Les arènes de Lutèce se trouvent elles aussi sur le site d’une ancienne carrière exploitée à l’époque gallo-romaine.
On extrayait aussi des blocs dans les carrières souterraines de Chaillot, du quartier de la Tombe-Issoire, ou de la rue de Bassano.Dans le sud de l’Oise, à Nogent, Saint Maximin, Chevincourt ou Crépy- en-Valois, on continue d’équarrir et de découper de la roche calcaire en respectant le sens de son lit.
Les parapets qui longent la Seine présentent des signes d’usure, ils sont abîmés, raccommodés, reprisés comme un vieux manteau auquel on a dû adjoindre des pièces, des raccords. Dans les anfractuosités poussent de minuscules plantes et des mousses dont s'élèvent des tiges très fines, surmontées de graines. Jardins miniatures poussant sur une lune fertile.

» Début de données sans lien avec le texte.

use super::ttl_millis;
use crate::application_port::*;
use crate::domain_port::*;
use redis::AsyncCommands;
use redis::aio::ConnectionManager;
use std::time::Duration;

pub struct RedisRevocationList {
    conn: ConnectionManager,
    prefix: String,
}

impl RedisRevocationList {
    pub fn new(conn: ConnectionManager, prefix: impl Into<String>) -> Self {
        RedisRevocationList {
            conn,
            prefix: prefix.into(),
        }
    }

    fn key(&self, signature: &str) -> String {
        format!("{}:blacklist:{}", self.prefix, signature)
    }
}

#[async_trait::async_trait]
impl RevocationList for RedisRevocationList {
    async fn save(&self, signature: &str, subject: &str, ttl: Duration) -> Result<(), AuthError> {
        let key = self.key(signature);
        let mut conn = self.conn.clone();
        let _: () = conn
            .pset_ex(&key, subject, ttl_millis(ttl))
            .await
            .map_err(|e| AuthError::StoreUnavailable(e.to_string()))?;
        Ok(())
    }

    async fn exists(&self, signature: &str) -> Result<bool, AuthError> {
        let key = self.key(signature);
        let mut conn = self.conn.clone();
        let found: bool = conn
            .exists(&key)
            .await
            .map_err(|e| AuthError::StoreUnavailable(e.to_string()))?;
        Ok(found)
    }
}
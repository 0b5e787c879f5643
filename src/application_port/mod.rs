mod auth_service;
mod credential_verifier;
mod token_codec;

pub use auth_service::*;
pub use credential_verifier::*;
pub use token_codec::*;
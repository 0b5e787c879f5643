use super::Parser;

#[derive(Parser, Debug)]
#[command(about = "Stateless session service with rotating refresh tokens")]
pub struct Cli {
    /// Path to a TOML settings file.
    #[arg(long)]
    pub settings: Option<String>,
}
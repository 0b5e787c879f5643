//! In-process store adapters for the `memory` backend and tests.

mod refresh_token_store_memory;
mod revocation_list_memory;
mod ttl_map;

pub use refresh_token_store_memory::*;
pub use revocation_list_memory::*;
pub use ttl_map::*;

Les parapets sont sertis d’anneaux métalliques, de repères altimétriques, de plaques émaillées indiquant d’un trait horizontal le niveau de la Seine lors de la crue de 1910. Ils portent aussi, du Pont Royal au Pont de Sully, les 245 boites vertes des bouquinistes.
Au XVIII siècle, un homme a gravé, sur les parapets, en les numérotant et en les cryptant de diverses manières, les faits marquants de sa vie. Écrivant à l'aide d'une grosse clé son étrange journal à même la peau de la ville. À la hauteur du numéro 11 de la place des Vosges, au dos d'un pilier on peut lire une date et son prénom 1764 NICOLAS. C’est la signature de Nicolas Restif de la Bretonne. Sans doute le plus vieux graffiti de Paris.
Aujourd’hui, quai de Béthune, un jeune homme prend le soleil, yeux fermés, tête légèrement orientée sur le côté, allongé sur le parapet. Il cache peut-être des écritures, des pastilles orange de lichen ou des coquillages minuscules. En contrebas, la Seine est brassée par de lents remous qui, à peine formés, semblent se défaire ou quitter la surface de l'eau pour visiter des zones plus profondes, ou se reformer un peu plus loin, à la hauteur du square Barye. "



Célia Houdart

Née en 1970, vit à Paris
Après des études de lettres et de philosophie et dix années dédiées à la mise en scène de théâtre, Célia Houdart se consacre à l’écriture. Elle est l’auteure notamment des Merveilles du monde (P.O.L., 2007), Carrare (P.O.L., 2011, prix Françoise Sagan 2012), Tout un monde lointain (P.O.L., 2017), Villa Crimée (2018, P.O.L.), Le Scribe (P.O.L., 2020), et Journée particulière (P.O.L., 2021).